PARIS — The agreement concluded between the French gene therapy company Transgène SA and Schering-Plough Corp. in early February was the first ever technology transfer deal concluded by Strasbourg-based Transgène.
It constitutes an important milestone for the company, which was only created in 1992, and as its chief scientific officer, Michael Courtney, told BioWorld International, the deal is a "major validation of Transgène's gene delivery technology."
The agreement gives Schering-Plough rights to existing and future applications of adenoviral gene delivery systems developed by Transgène. In the first instance, the U.S. pharmaceutical company is paying $8 million up-front for an exclusive license to utilize Transgène adenoviral systems for delivering the p53 tumor-suppressor gene.
The deal also calls for Schering-Plough to pay a further $1.25 million in research and development funding during the first 15 months. Beyond that, however, the U.S. company has options for licensing Transgène technology for delivering five other unnamed genes, which can be exercised over a period of up to five years. Should Schering-Plough exercise all those options, its payments to Transgène would total some $88 million.

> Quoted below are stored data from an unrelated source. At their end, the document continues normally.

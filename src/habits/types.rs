use std::collections::BTreeMap;

use chrono::{DateTime, Utc};
use serde::{Deserialize, Serialize};

use crate::core::CalendarDay;

/// Store-assigned habit identifier.
#[derive(Debug, Clone, Copy, PartialEq, Eq, PartialOrd, Ord, Hash, Serialize, Deserialize)]
#[serde(transparent)]
pub struct HabitId(i64);

impl HabitId {
    pub const fn new(raw: i64) -> Self {
        Self(raw)
    }

    pub const fn get(self) -> i64 {
        self.0
    }
}

impl std::fmt::Display for HabitId {
    fn fmt(&self, f: &mut std::fmt::Formatter<'_>) -> std::fmt::Result {
        write!(f, "{}", self.0)
    }
}

#[derive(Debug, Clone, Copy, Default, PartialEq, Eq, Hash, Serialize, Deserialize)]
#[serde(from = "Option<String>")]
pub enum Category {
    Health,
    Productivity,
    Learning,
    Mindfulness,
    Social,
    #[default]
    Other,
}

impl Category {
    /// All categories in display order.
    pub const ALL: [Self; 6] = [
        Self::Health,
        Self::Productivity,
        Self::Learning,
        Self::Mindfulness,
        Self::Social,
        Self::Other,
    ];

    /// Parse a stored category name. Unknown or empty names become `Other`.
    pub fn parse(s: &str) -> Self {
        match s.trim().to_lowercase().as_str() {
            "health" => Self::Health,
            "productivity" => Self::Productivity,
            "learning" => Self::Learning,
            "mindfulness" => Self::Mindfulness,
            "social" => Self::Social,
            _ => Self::Other,
        }
    }

    pub const fn name(&self) -> &'static str {
        match self {
            Self::Health => "Health",
            Self::Productivity => "Productivity",
            Self::Learning => "Learning",
            Self::Mindfulness => "Mindfulness",
            Self::Social => "Social",
            Self::Other => "Other",
        }
    }

    /// Chart color as a hex string.
    pub const fn color(&self) -> &'static str {
        match self {
            Self::Health => "#10b981",
            Self::Productivity => "#3b82f6",
            Self::Learning => "#8b5cf6",
            Self::Mindfulness => "#ec4899",
            Self::Social => "#f59e0b",
            Self::Other => "#6b7280",
        }
    }

    pub const fn icon(&self) -> &'static str {
        match self {
            Self::Health => "💪",
            Self::Productivity => "⚡",
            Self::Learning => "📚",
            Self::Mindfulness => "🧘",
            Self::Social => "👥",
            Self::Other => "📌",
        }
    }
}

impl From<Option<String>> for Category {
    fn from(s: Option<String>) -> Self {
        s.as_deref().map_or(Self::Other, Self::parse)
    }
}

impl std::fmt::Display for Category {
    fn fmt(&self, f: &mut std::fmt::Formatter<'_>) -> std::fmt::Result {
        f.write_str(self.name())
    }
}

/// Sparse per-day completion flags.
///
/// Only days that were toggled at least once have an entry. A missing day
/// reads as not completed.
#[derive(Debug, Clone, Default, PartialEq, Eq, Serialize, Deserialize)]
#[serde(transparent)]
pub struct CompletionLog(BTreeMap<CalendarDay, bool>);

impl CompletionLog {
    pub fn new() -> Self {
        Self::default()
    }

    pub fn is_completed(&self, day: CalendarDay) -> bool {
        self.0.get(&day).copied().unwrap_or(false)
    }

    pub fn set(&mut self, day: CalendarDay, completed: bool) {
        self.0.insert(day, completed);
    }

    /// Flip the flag for `day` and return the new value.
    pub fn toggle(&mut self, day: CalendarDay) -> bool {
        let completed = !self.is_completed(day);
        self.0.insert(day, completed);
        completed
    }

    /// Completed days in ascending order.
    pub fn completed_days(&self) -> impl Iterator<Item = CalendarDay> + '_ {
        self.0
            .iter()
            .filter_map(|(day, completed)| completed.then_some(*day))
    }

    pub fn completed_count(&self) -> usize {
        self.0.values().filter(|completed| **completed).count()
    }

    /// Every recorded entry, completed or not, in ascending day order.
    pub fn iter(&self) -> impl Iterator<Item = (CalendarDay, bool)> + '_ {
        self.0.iter().map(|(day, completed)| (*day, *completed))
    }

    pub fn len(&self) -> usize {
        self.0.len()
    }

    pub fn is_empty(&self) -> bool {
        self.0.is_empty()
    }
}

impl FromIterator<(CalendarDay, bool)> for CompletionLog {
    fn from_iter<I: IntoIterator<Item = (CalendarDay, bool)>>(iter: I) -> Self {
        Self(iter.into_iter().collect())
    }
}

/// A habit that has not been stored yet.
#[derive(Debug, Clone, PartialEq, Eq, Serialize, Deserialize)]
#[serde(rename_all = "camelCase")]
pub struct NewHabit {
    pub name: String,
    #[serde(default)]
    pub category: Category,
    #[serde(default)]
    pub completion_dates: CompletionLog,
    pub created_at: DateTime<Utc>,
}

impl NewHabit {
    /// Create an empty habit stamped with the current time.
    pub fn new(name: &str, category: Category) -> Self {
        Self::created_at(name, category, Utc::now())
    }

    pub fn created_at(name: &str, category: Category, created_at: DateTime<Utc>) -> Self {
        Self {
            name: name.trim().to_string(),
            category,
            completion_dates: CompletionLog::new(),
            created_at,
        }
    }

    /// Attach the id assigned by the store.
    pub fn with_id(self, id: HabitId) -> Habit {
        Habit {
            id,
            name: self.name,
            category: self.category,
            completion_dates: self.completion_dates,
            created_at: self.created_at,
        }
    }
}

/// A stored habit.
#[derive(Debug, Clone, PartialEq, Eq, Serialize, Deserialize)]
#[serde(rename_all = "camelCase")]
pub struct Habit {
    pub id: HabitId,
    pub name: String,
    #[serde(default)]
    pub category: Category,
    #[serde(default)]
    pub completion_dates: CompletionLog,
    pub created_at: DateTime<Utc>,
}

impl Habit {
    pub fn is_completed_on(&self, day: CalendarDay) -> bool {
        self.completion_dates.is_completed(day)
    }
}

#[cfg(test)]
mod tests {
    use super::*;

    fn day(s: &str) -> CalendarDay {
        s.parse().unwrap()
    }

    #[test]
    fn test_category_parse_defaults_to_other() {
        assert_eq!(Category::parse("Health"), Category::Health);
        assert_eq!(Category::parse(" mindfulness "), Category::Mindfulness);
        assert_eq!(Category::parse("Gardening"), Category::Other);
        assert_eq!(Category::parse(""), Category::Other);
    }

    #[test]
    fn test_category_deserialize_unknown() {
        let cat: Category = serde_json::from_str("\"Fitness\"").unwrap();
        assert_eq!(cat, Category::Other);
        let cat: Category = serde_json::from_str("\"Learning\"").unwrap();
        assert_eq!(cat, Category::Learning);
        let cat: Category = serde_json::from_str("null").unwrap();
        assert_eq!(cat, Category::Other);
        assert_eq!(serde_json::to_string(&Category::Social).unwrap(), "\"Social\"");
    }

    #[test]
    fn test_habit_with_null_category() {
        let habit: Habit = serde_json::from_str(
            r#"{"id":1,"name":"Walk","category":null,"completionDates":{},"createdAt":"2024-01-01T00:00:00Z"}"#,
        )
        .unwrap();
        assert_eq!(habit.category, Category::Other);

        let habit: Habit =
            serde_json::from_str(r#"{"id":2,"name":"Nap","createdAt":"2024-01-01T00:00:00Z"}"#)
                .unwrap();
        assert_eq!(habit.category, Category::Other);
        assert!(habit.completion_dates.is_empty());
    }

    #[test]
    fn test_completion_log_missing_is_false() {
        let log = CompletionLog::new();
        assert!(!log.is_completed(day("2024-01-01")));
        assert!(log.is_empty());
    }

    #[test]
    fn test_completion_log_toggle_keeps_entry() {
        let mut log = CompletionLog::new();
        assert!(log.toggle(day("2024-01-01")));
        assert!(!log.toggle(day("2024-01-01")));
        assert_eq!(log.len(), 1);
        assert_eq!(log.completed_count(), 0);
    }

    #[test]
    fn test_completed_days_sorted() {
        let log: CompletionLog = [
            (day("2024-01-03"), true),
            (day("2024-01-01"), true),
            (day("2024-01-02"), false),
        ]
        .into_iter()
        .collect();

        let days: Vec<_> = log.completed_days().collect();
        assert_eq!(days, vec![day("2024-01-01"), day("2024-01-03")]);
    }

    #[test]
    fn test_new_habit_trims_name() {
        let habit = NewHabit::new("  Read  ", Category::Learning);
        assert_eq!(habit.name, "Read");
        assert!(habit.completion_dates.is_empty());
    }

    #[test]
    fn test_habit_json_shape() {
        let mut habit = NewHabit::new("Run", Category::Health).with_id(HabitId::new(3));
        habit.completion_dates.set(day("2024-01-01"), true);

        let json = serde_json::to_value(&habit).unwrap();
        assert_eq!(json["id"], 3);
        assert_eq!(json["category"], "Health");
        assert_eq!(json["completionDates"]["2024-01-01"], true);
    }
}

Transgene Aims To Develop Own Therapies
It is part of Transgène's strategy to negotiate collaboration agreements with large pharmaceutical companies for the exploitation of its discoveries, although it also intends to market some itself. Other deals are being negotiated, which could bring more invaluable injections of cash and help Transgène avert the need to raise additional loan finance or equity capital.

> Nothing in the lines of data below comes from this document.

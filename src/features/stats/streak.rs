//! Streak calculations.
//!
//! The current streak looks back at most [`STREAK_SCAN_DAYS`] days from
//! today. The best streak walks the full history. Both are kept exactly
//! as the dashboard has always shown them.

use serde::{Deserialize, Serialize};

use crate::core::CalendarDay;
use crate::habits::Habit;

/// How far back the current streak scan goes, today included.
pub const STREAK_SCAN_DAYS: u32 = 365;

/// Consecutive completed days ending today.
///
/// Returns 0 when today itself is not completed. Capped at
/// [`STREAK_SCAN_DAYS`].
pub fn current_streak(habit: &Habit, today: CalendarDay) -> u32 {
    let mut streak = 0;
    let mut check_date = Some(today);

    while let Some(date) = check_date {
        if streak == STREAK_SCAN_DAYS || !habit.is_completed_on(date) {
            break;
        }
        streak += 1;
        check_date = date.checked_sub_days(1);
    }

    streak
}

/// Longest run of consecutive completed days anywhere in the history.
pub fn best_streak(habit: &Habit) -> u32 {
    let mut longest = 0;
    let mut streak = 0;
    let mut prev_date: Option<CalendarDay> = None;

    // `completed_days` is already sorted ascending and free of duplicates.
    for date in habit.completion_dates.completed_days() {
        streak = match prev_date {
            Some(prev) if date.days_since(prev) == 1 => streak + 1,
            _ => 1,
        };
        longest = longest.max(streak);
        prev_date = Some(date);
    }

    longest
}

/// Streak information for one habit.
#[derive(Debug, Clone, PartialEq, Eq, Serialize, Deserialize)]
pub struct StreakInfo {
    /// Current streak ending today
    pub current: u32,
    /// Longest streak ever
    pub longest: u32,
    /// Most recent completed day
    pub last_completion: Option<CalendarDay>,
}

impl StreakInfo {
    /// Calculate streaks for `habit` as of `today`.
    pub fn calculate(habit: &Habit, today: CalendarDay) -> Self {
        Self {
            current: current_streak(habit, today),
            longest: best_streak(habit),
            last_completion: habit.completion_dates.completed_days().last(),
        }
    }
}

Transgène remains a private company controlled by a small group of French shareholders, and is still living off the proceeds of a $48-million private share placement arranged in 1994. It still had some $20 million to $25 million left at the end of 1997, which would be sufficient to finance the company's research and development for 12 to 18 months.

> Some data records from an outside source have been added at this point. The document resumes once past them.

// src/api/http.rs — reqwest implementation of the booking backend contract

use async_trait::async_trait;
use reqwest::StatusCode;
use url::Url;

use super::types::{
    AvailabilityQuery, Booking, BookingCreate, GuestBookingCreate, PaymentMode, PaymentRequest,
    RegisterRequest, Service, Stylist, TimeSlot, TokenResponse,
};
use super::BookingApi;
use crate::infra::config::ApiConfig;
use crate::infra::errors::SalonError;

pub struct HttpBookingApi {
    base_url: Url,
    client: reqwest::Client,
}

impl HttpBookingApi {
    pub fn new(config: &ApiConfig) -> Result<Self, SalonError> {
        let base_url = Url::parse(&config.base_url)
            .map_err(|e| SalonError::Config(format!("invalid api.base_url: {e}")))?;
        let client = reqwest::Client::builder()
            .timeout(std::time::Duration::from_secs(config.timeout_seconds))
            .build()?;
        Ok(Self { base_url, client })
    }

    fn endpoint(&self, path: &str) -> Result<Url, SalonError> {
        self.base_url
            .join(path)
            .map_err(|e| SalonError::Config(format!("invalid endpoint {path}: {e}")))
    }

    /// Map a non-success response onto the error taxonomy, carrying the
    /// backend's body verbatim so it can be shown to the user unchanged.
    async fn check(response: reqwest::Response) -> Result<reqwest::Response, SalonError> {
        let status = response.status();
        if status.is_success() {
            return Ok(response);
        }
        let message = response.text().await.unwrap_or_default();
        Err(match status {
            StatusCode::CONFLICT => SalonError::Conflict { message },
            StatusCode::UNAUTHORIZED | StatusCode::FORBIDDEN => SalonError::Auth { message },
            _ => SalonError::Api {
                status: status.as_u16(),
                message,
            },
        })
    }
}

#[async_trait]
impl BookingApi for HttpBookingApi {
    async fn register(&self, req: &RegisterRequest) -> Result<(), SalonError> {
        let response = self
            .client
            .post(self.endpoint("/auth/register")?)
            .json(req)
            .send()
            .await?;
        Self::check(response).await?;
        Ok(())
    }

    async fn login(&self, email: &str, password: &str) -> Result<String, SalonError> {
        let response = self
            .client
            .post(self.endpoint("/auth/login")?)
            .form(&[("username", email), ("password", password)])
            .send()
            .await?;
        let response = Self::check(response).await?;
        let token: TokenResponse = response.json().await?;
        Ok(token.access_token)
    }

    async fn list_services(&self) -> Result<Vec<Service>, SalonError> {
        let response = self.client.get(self.endpoint("/services/")?).send().await?;
        Ok(Self::check(response).await?.json().await?)
    }

    async fn list_stylists(&self) -> Result<Vec<Stylist>, SalonError> {
        let response = self.client.get(self.endpoint("/stylists/")?).send().await?;
        Ok(Self::check(response).await?.json().await?)
    }

    async fn availability(&self, query: &AvailabilityQuery) -> Result<Vec<TimeSlot>, SalonError> {
        let mut url = self.endpoint("/bookings/availability")?;
        {
            let mut pairs = url.query_pairs_mut();
            pairs.append_pair("service_id", &query.service_id.to_string());
            pairs.append_pair("date", &query.date.to_string());
            if let Some(stylist_id) = query.stylist_id {
                pairs.append_pair("stylist_id", &stylist_id.to_string());
            }
        }
        let response = self.client.get(url).send().await?;
        Ok(Self::check(response).await?.json().await?)
    }

    async fn create_booking(
        &self,
        token: &str,
        req: &BookingCreate,
    ) -> Result<Booking, SalonError> {
        let response = self
            .client
            .post(self.endpoint("/bookings/")?)
            .bearer_auth(token)
            .json(req)
            .send()
            .await?;
        Ok(Self::check(response).await?.json().await?)
    }

    async fn create_guest_booking(&self, req: &GuestBookingCreate) -> Result<Booking, SalonError> {
        let response = self
            .client
            .post(self.endpoint("/bookings/guest")?)
            .json(req)
            .send()
            .await?;
        Ok(Self::check(response).await?.json().await?)
    }

    async fn pay(
        &self,
        token: Option<&str>,
        booking_id: i64,
        req: &PaymentRequest,
        mode: PaymentMode,
    ) -> Result<Booking, SalonError> {
        let path = match mode {
            PaymentMode::Full => format!("/bookings/{booking_id}/pay"),
            PaymentMode::Deposit => format!("/bookings/{booking_id}/pay-deposit"),
        };
        let mut request = self.client.post(self.endpoint(&path)?).json(req);
        if let Some(token) = token {
            request = request.bearer_auth(token);
        }
        let response = request.send().await?;
        Ok(Self::check(response).await?.json().await?)
    }

    async fn cancel(&self, token: &str, booking_id: i64) -> Result<Booking, SalonError> {
        let response = self
            .client
            .put(self.endpoint(&format!("/bookings/{booking_id}/cancel"))?)
            .bearer_auth(token)
            .send()
            .await?;
        Ok(Self::check(response).await?.json().await?)
    }

    async fn my_bookings(&self, token: &str) -> Result<Vec<Booking>, SalonError> {
        let response = self
            .client
            .get(self.endpoint("/bookings/me")?)
            .bearer_auth(token)
            .send()
            .await?;
        Ok(Self::check(response).await?.json().await?)
    }

    async fn stylist_schedule(&self, token: &str) -> Result<Vec<Booking>, SalonError> {
        let response = self
            .client
            .get(self.endpoint("/bookings/stylist-schedule")?)
            .bearer_auth(token)
            .send()
            .await?;
        Ok(Self::check(response).await?.json().await?)
    }
}

#[cfg(test)]
mod tests {
    use super::*;
    use chrono::NaiveDate;

    #[test]
    fn availability_url_includes_optional_stylist() {
        let api = HttpBookingApi::new(&ApiConfig::default()).unwrap();
        let mut url = api.endpoint("/bookings/availability").unwrap();
        let query = AvailabilityQuery {
            service_id: 3,
            date: NaiveDate::from_ymd_opt(2024, 6, 1).unwrap(),
            stylist_id: Some(2),
        };
        url.query_pairs_mut()
            .append_pair("service_id", &query.service_id.to_string())
            .append_pair("date", &query.date.to_string())
            .append_pair("stylist_id", &query.stylist_id.unwrap().to_string());
        assert_eq!(
            url.as_str(),
            "http://localhost:8000/bookings/availability?service_id=3&date=2024-06-01&stylist_id=2"
        );
    }

    #[test]
    fn rejects_invalid_base_url() {
        let config = ApiConfig {
            base_url: "not a url".into(),
            timeout_seconds: 5,
        };
        assert!(matches!(
            HttpBookingApi::new(&config),
            Err(SalonError::Config(_))
        ));
    }
}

The company's president and CEO Bernard Gilly told BioWorld International the company intended to raise additional funds and was looking at a variety of options, including the stock market and private placements. But he made it clear its funding needs would depend on possible alliances with big pharmaceutical companies.
Such deals could help Transgène move into profit before the first products derived from its technology arrive on the market, which will not be before 2000 or 2001, according to Gilly.
The company is developing a variety of gene therapies for cancer based on four novel delivery systems using retroviral, vaccinia viral and synthetic vectors as well as the adenoviral one.
In addition, it has three other gene therapy programs underway for cystic fibrosis, AIDS and muscular dystrophy. It has two Phase II clinical trials of in vivo cancer therapies underway, one involving the delivery of the cytokine interleukin-2 (IL-2) using the vaccinia virus MUC1-IL-2 in the treatment of advanced metastatic breast cancer, and one involving a non-specific immunotherapy using monkey vero cells to deliver IL-2. The company also is testing another intratumoral delivery system using the adenoviral-IL-2 and Phase I/II clinical trials are planned this year.